Figure 2.

Excitation contraction coupling in atrial myocytes. Panel A illustrates the distribution of L-type VOCCs (Ai) and type 2 RyRs (Aii) in a section of an atrial myocyte. The pattern of L-type VOCC expression is clearly different from that in ventricular cells. The distribution of RyRs is similar to that in ventricular cells, except that there is an evident population of peripheral RyRs around the edge of the myocyte. Solely these peripheral RyRs align with the L-type VOCCs to produce functional dyads. Panel B is a cartoon sequence of events leading to the generation of a Ca²⁺ signal within an atrial myocyte. A small section of an atrial myocyte is depicted. There are no T-tubules, but instead two prominent SR tubules with a spacing of ∼1.8 µm. Such SR tubules have previously denoted as “Z-tubules,” as they occupy the Z-line (just like T-tubules). During the diastolic phase (Bi), the L-type VOCCs (red channels on the T-tubule membranes) and RyRs (blue channels on SR membrane) are silent.

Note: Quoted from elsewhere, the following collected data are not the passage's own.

//! Core domain layer for Snipgen.
//!
//! Pure logic with no I/O. Clipboard access, editors and time are reached
//! through ports defined in the application layer.
//!
//! - **No I/O**: no filesystem, clipboard, or terminal calls
//! - **Total**: nothing in here returns an error; every form is valid
//! - **Value semantics**: all types are `Clone + PartialEq`

pub mod editing;
pub mod entities;
pub mod scope_catalog;
pub mod transform;
pub mod value_objects;

pub use editing::{Insertion, insert_at_cursor, next_tab_stop, offset_of, position_of};
pub use entities::{FormModel, SnippetExportEntry, VscodeSnippet};
pub use scope_catalog::ScopeOption;
pub use transform::{split_lines, transform};
pub use value_objects::{Prefix, Scope};

#[cfg(test)]
mod tests {
    use super::*;
    use serde_json::json;

    fn mock_form() -> FormModel {
        FormModel::new("test-snippet")
            .with_prefix("test")
            .with_scope(["javascript"])
            .with_body(r#"console.log("test")"#)
            .with_description("Test snippet description")
    }

    fn to_json(form: &FormModel) -> serde_json::Value {
        serde_json::to_value(transform(form)).unwrap()
    }

    // ========================================================================
    // Prefix Tests
    // ========================================================================

    #[test]
    fn prefix_without_comma_is_verbatim() {
        assert_eq!(
            Prefix::from_input("  single-prefix "),
            Prefix::Single("  single-prefix ".into())
        );
    }

    #[test]
    fn prefix_with_commas_is_split_and_trimmed() {
        assert_eq!(
            Prefix::from_input(" prefix1 ,  prefix2  , prefix3 "),
            Prefix::Multiple(vec!["prefix1".into(), "prefix2".into(), "prefix3".into()])
        );
    }

    #[test]
    fn prefix_keeps_empty_segments() {
        assert_eq!(
            Prefix::from_input("a,,b,"),
            Prefix::Multiple(vec!["a".into(), "".into(), "b".into(), "".into()])
        );
        assert_eq!(
            Prefix::from_input(","),
            Prefix::Multiple(vec!["".into(), "".into()])
        );
    }

    #[test]
    fn prefix_words_iterates_both_shapes() {
        assert_eq!(Prefix::from("x").words().collect::<Vec<_>>(), ["x"]);
        assert_eq!(
            Prefix::from_input("a, b").words().collect::<Vec<_>>(),
            ["a", "b"]
        );
    }

    #[test]
    fn prefix_serializes_untagged() {
        assert_eq!(serde_json::to_value(Prefix::from("t")).unwrap(), json!("t"));
        assert_eq!(
            serde_json::to_value(Prefix::from_input("a,b")).unwrap(),
            json!(["a", "b"])
        );
    }

    // ========================================================================
    // Transform Tests
    // ========================================================================

    #[test]
    fn transform_basic_form() {
        assert_eq!(
            to_json(&mock_form()),
            json!({
                "test-snippet": {
                    "prefix": "test",
                    "scope": "javascript",
                    "body": ["console.log(\"test\")"],
                    "description": "Test snippet description",
                }
            })
        );
    }

    #[test]
    fn transform_empty_form() {
        assert_eq!(
            to_json(&FormModel::default()),
            json!({ "": { "prefix": "", "scope": "", "body": [""], "description": "" } })
        );
    }

    #[test]
    fn transform_multi_line_body() {
        let form = FormModel::new("multi-line-snippet")
            .with_prefix("multi")
            .with_scope(["typescript"])
            .with_body("function test() {\n  console.log(\"line 1\");\n  console.log(\"line 2\");\n}")
            .with_description("Multi-line test snippet");

        assert_eq!(
            transform(&form).snippet.body,
            [
                "function test() {",
                "  console.log(\"line 1\");",
                "  console.log(\"line 2\");",
                "}",
            ]
        );
    }

    #[test]
    fn transform_preserves_array_prefix() {
        let form = FormModel::new("array-prefix-snippet")
            .with_prefix(vec!["prefix1".to_string(), "prefix2".into(), "prefix3".into()])
            .with_scope(["javascript", "typescript"])
            .with_body(r#"const test = "array prefix";"#)
            .with_description("Array prefix test snippet");

        assert_eq!(
            to_json(&form),
            json!({
                "array-prefix-snippet": {
                    "prefix": ["prefix1", "prefix2", "prefix3"],
                    "scope": "javascript,typescript",
                    "body": ["const test = \"array prefix\";"],
                    "description": "Array prefix test snippet",
                }
            })
        );
    }

    #[test]
    fn transform_preserves_string_prefix() {
        let form = mock_form().with_prefix("single-prefix");
        assert_eq!(
            transform(&form).snippet.prefix,
            Prefix::Single("single-prefix".into())
        );
    }

    #[test]
    fn transform_empty_scope_is_empty_string() {
        let mut form = mock_form();
        form.scope = Scope::default();
        assert_eq!(transform(&form).snippet.scope, "");
    }

    #[test]
    fn transform_joins_multiple_scopes_in_order() {
        let form = mock_form().with_scope([
            "javascript",
            "typescript",
            "javascriptreact",
            "typescriptreact",
        ]);
        assert_eq!(
            transform(&form).snippet.scope,
            "javascript,typescript,javascriptreact,typescriptreact"
        );
    }

    #[test]
    fn transform_scope_keeps_duplicates() {
        let form = mock_form().with_scope(["go", "go"]);
        assert_eq!(transform(&form).snippet.scope, "go,go");
    }

    #[test]
    fn transform_description_falls_back_to_name() {
        let form = mock_form().with_description("");
        assert_eq!(transform(&form).snippet.description, "test-snippet");
    }

    #[test]
    fn transform_keeps_special_chars_in_name() {
        let form = FormModel::new("test-snippet-with-special-chars_123");
        let value = to_json(&form);
        assert!(value.get("test-snippet-with-special-chars_123").is_some());
    }

    #[test]
    fn transform_empty_body_is_single_empty_line() {
        assert_eq!(transform(&mock_form().with_body("")).snippet.body, [""]);
    }

    #[test]
    fn transform_is_deterministic() {
        let form = mock_form().with_body("a\r\nb\rc\n");
        assert_eq!(transform(&form), transform(&form));
    }

    #[test]
    fn body_round_trips_with_normalized_endings() {
        let body = "one\r\ntwo\rthree\n\nfour\r\n";
        let lines = transform(&mock_form().with_body(body)).snippet.body;
        assert_eq!(lines.join("\n"), body.replace("\r\n", "\n").replace('\r', "\n"));
    }

    #[test]
    fn serialized_field_order_is_fixed() {
        let text = serde_json::to_string(&transform(&mock_form())).unwrap();
        let prefix = text.find("\"prefix\"").unwrap();
        let scope = text.find("\"scope\"").unwrap();
        let body = text.find("\"body\"").unwrap();
        let description = text.find("\"description\"").unwrap();
        assert!(prefix < scope && scope < body && body < description);
    }

    // ========================================================================
    // Form Deserialization Tests
    // ========================================================================

    #[test]
    fn form_deserializes_with_defaults() {
        let form: FormModel = serde_json::from_str(r#"{ "name": "x" }"#).unwrap();
        assert_eq!(form, FormModel::new("x"));
        assert_eq!(form.prefix, Prefix::Single(String::new()));
    }

    #[test]
    fn form_deserializes_both_prefix_shapes() {
        let single: FormModel = serde_json::from_str(r#"{ "prefix": "a, b" }"#).unwrap();
        assert_eq!(single.prefix, Prefix::Single("a, b".into()));

        let multiple: FormModel = serde_json::from_str(r#"{ "prefix": ["a", "b"] }"#).unwrap();
        assert!(multiple.prefix.is_multiple());
    }
}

Arrival of the action potential causes depolarization of the sarcolemma and activation of the L-type VOCCs thereby generating “Ca²⁺ sparklets” at the periphery of the cell (Bii). The Ca²⁺ sparklets trigger activation of nearby RyRs thereby producing “Ca²⁺ sparks” (Biii). Panel Ci depicts the gradient of Ca²⁺ typically observed during electrical pacing of atrial myocytes. The Ca²⁺ signal at the edge of the cell (black trace) is larger and more rapidly rising than the central response (gray trace). The extent to which the Ca²⁺ signal occurs in the center of the cell (and thereby causes contraction) is dependent on the inotropic status of the cell. Application of a β-adrenergic agonist can make atrial Ca²⁺ signals become homogenous.